NEW YORK (Reuters) - The number of planned layoffs at U.S. firms fell 17 percent in August from the prior month and hit the lowest level in 10 years, a report on Wednesday showed.
Employers announced 34,768 planned job cuts last month, down from 41,676 in July, outplacement consultancy Challenger, Gray & Christmas, Inc. said.
It was the first month-on-month decline since April, when planned job losses had hit a seven-year low, and the lowest level since June 2000.
Although unemployment remains high, at 9.5 percent in July, job security appears to be strong, the report said.
“To put this in perspective, job cuts never fell to these levels following the 2001 recession, not even when the economy was reaping the rewards of the housing boom,” John Challenger, chief executive of Challenger, Gray & Christmas, said in a statement.

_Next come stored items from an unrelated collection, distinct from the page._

use std::sync::atomic::{AtomicUsize, Ordering};
use std::sync::Arc;
use tokio::io::AsyncReadExt;
use tokio::net::TcpListener;

/// Accepts connections and waits for the peer to close them. Stands in for
/// the real target when trying the load generator locally.
#[tokio::main]
async fn main() -> Result<(), Box<dyn std::error::Error>> {
    let addr = std::env::args()
        .nth(1)
        .unwrap_or_else(|| "127.0.0.1:2345".to_string());
    let listener = TcpListener::bind(&addr).await?;
    let open = Arc::new(AtomicUsize::new(0));
    let mut accepted: u64 = 0;

    println!("Sink listening on {}", addr);

    loop {
        let (mut socket, peer) = listener.accept().await?;
        accepted += 1;
        let open = Arc::clone(&open);
        let now_open = open.fetch_add(1, Ordering::SeqCst) + 1;

        if accepted % 100 == 0 {
            println!("[{}] accepted so far, {} open", accepted, now_open);
        }

        tokio::spawn(async move {
            let mut buf = [0u8; 512];
            loop {
                match socket.read(&mut buf).await {
                    Ok(0) => break,
                    Ok(n) => println!("[{}] unexpected {} bytes", peer, n),
                    Err(e) => {
                        eprintln!("[{}] read error: {}", peer, e);
                        break;
                    }
                }
            }
            open.fetch_sub(1, Ordering::SeqCst);
        });
    }
}
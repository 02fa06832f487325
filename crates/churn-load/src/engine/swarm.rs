//! Runs a population of simulated users against one target.
//!
//! Users are spawned at `spawn_rate` per second until `users` are running.
//! Each one calls `on_start`, then loops task, record, wait until the run is
//! cancelled, then calls `on_stop`.

use crate::engine::client::{HoldRange, TcpClient};
use crate::engine::stats::{RunReport, Stats};
use crate::engine::wait::WaitTime;
use churn_common::{Config, ConfigError, SwarmConfig, TaskConfig};
use rand::rngs::StdRng;
use rand::SeedableRng;
use std::sync::atomic::{AtomicUsize, Ordering};
use std::sync::Arc;
use tokio::task::JoinHandle;
use tokio::time::{sleep, Duration};
use tokio_util::sync::CancellationToken;
use tracing::{debug, error, info, warn};

pub static ACTIVE_USERS: AtomicUsize = AtomicUsize::new(0);

struct ActiveUserGuard;

impl ActiveUserGuard {
    fn new() -> Self {
        ACTIVE_USERS.fetch_add(1, Ordering::SeqCst);
        Self
    }
}

impl Drop for ActiveUserGuard {
    fn drop(&mut self) {
        ACTIVE_USERS.fetch_sub(1, Ordering::SeqCst);
    }
}

pub struct Swarm {
    target: String,
    task: TaskConfig,
    config: SwarmConfig,
    spawn_interval: Duration,
    wait: WaitTime,
    stats: Arc<Stats>,
}

impl Swarm {
    /// Fails if the ramp-up or wait settings don't fit in a `Duration`.
    pub fn new(config: &Config) -> Result<Self, ConfigError> {
        Ok(Self {
            target: config.target.address.clone(),
            task: config.task.clone(),
            config: config.swarm.clone(),
            spawn_interval: config.swarm.spawn_interval()?,
            wait: WaitTime::from_config(&config.swarm)?,
            stats: Arc::new(Stats::new()),
        })
    }

    /// Live counters; keeps updating while `run` is in progress.
    pub fn stats(&self) -> Arc<Stats> {
        Arc::clone(&self.stats)
    }

    /// Runs until `token` is cancelled or the configured run time elapses,
    /// then waits for every user to stop and returns the final counters.
    pub async fn run(self, token: CancellationToken) -> RunReport {
        let run_token = token.child_token();

        if let Some(run_time) = self.config.run_time() {
            let timer_token = run_token.clone();
            tokio::spawn(async move {
                tokio::select! {
                    _ = sleep(run_time) => {
                        info!(run_time_secs = run_time.as_secs(), "Run time elapsed, stopping users");
                        timer_token.cancel();
                    }
                    _ = timer_token.cancelled() => {}
                }
            });
        }

        let reporter = self.config.report_interval().map(|every| {
            tokio::spawn(report_periodically(
                Arc::clone(&self.stats),
                every,
                run_token.clone(),
            ))
        });

        let handles = self.spawn_users(&run_token).await;

        for handle in handles {
            if let Err(e) = handle.await {
                error!(error = %e, "User task aborted");
            }
        }

        run_token.cancel();
        if let Some(reporter) = reporter {
            let _ = reporter.await;
        }

        let report = self.stats.snapshot();
        info!(%report, "Swarm stopped");
        report
    }

    async fn spawn_users(&self, run_token: &CancellationToken) -> Vec<JoinHandle<()>> {
        let users = self.config.users;
        let mut handles = Vec::with_capacity(users);
        let hold = HoldRange::new(self.task.min_hold_secs, self.task.max_hold_secs);

        info!(
            target_addr = %self.target,
            users,
            spawn_rate = self.config.spawn_rate,
            min_hold_secs = hold.min().as_secs(),
            max_hold_secs = hold.max().as_secs(),
            "Spawning users"
        );

        for id in 0..users {
            if run_token.is_cancelled() {
                break;
            }

            let client = TcpClient::new(self.target.clone(), &self.task);
            handles.push(tokio::spawn(run_user(
                id,
                client,
                self.wait,
                Arc::clone(&self.stats),
                run_token.clone(),
            )));

            if id + 1 < users {
                tokio::select! {
                    _ = sleep(self.spawn_interval) => {}
                    _ = run_token.cancelled() => break,
                }
            }
        }

        info!(spawned = handles.len(), "Ramp-up finished");
        handles
    }
}

async fn run_user(
    id: usize,
    mut client: TcpClient,
    wait: WaitTime,
    stats: Arc<Stats>,
    token: CancellationToken,
) {
    if let Err(e) = client.on_start() {
        error!(user = id, error = %e, "User failed to start");
        stats.start_failed();
        return;
    }

    let _guard = ActiveUserGuard::new();
    stats.user_started();
    let hold = client.hold_range();
    debug!(
        user = id,
        min_hold_secs = hold.min().as_secs(),
        max_hold_secs = hold.max().as_secs(),
        "User started"
    );

    let target = client.target().to_string();
    let mut rng = StdRng::from_entropy();
    loop {
        tokio::select! {
            res = client.connect_to_server() => match res {
                Ok(outcome) => stats.record(&outcome),
                Err(e) => {
                    warn!(user = id, target_addr = %target, error = %e, "Task failed");
                    stats.record_error();
                }
            },
            _ = token.cancelled() => break,
        }

        tokio::select! {
            _ = sleep(wait.sample(&mut rng)) => {}
            _ = token.cancelled() => break,
        }
    }

    client.on_stop();
    stats.user_stopped();
    debug!(user = id, "User stopped");
}

async fn report_periodically(stats: Arc<Stats>, every: Duration, token: CancellationToken) {
    let mut interval = tokio::time::interval(every);
    // first tick fires immediately
    interval.tick().await;

    loop {
        tokio::select! {
            _ = interval.tick() => {
                let report = stats.snapshot();
                info!(%report, "Stats");
            }
            _ = token.cancelled() => break,
        }
    }
}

“You have to go all the way back to the expansion of the late 1990s and early 2000 to find a similar pace of downsizing,” he said.
Overall, employers have announced 374,121 job cuts since the start of 2010, down from the 1,020,504 layoffs announced in the first eight months of 2009.
The August total is down 55 percent from a year earlier, when 76,456 job cuts were announced.
The industrial goods sector announced the biggest job cuts in August, with 6,236 planned layoffs. The government and non-profit sector ranked second in job reductions in August, with 5,509 announced job cuts, though it ranks as the biggest job cutter for the year-to-date.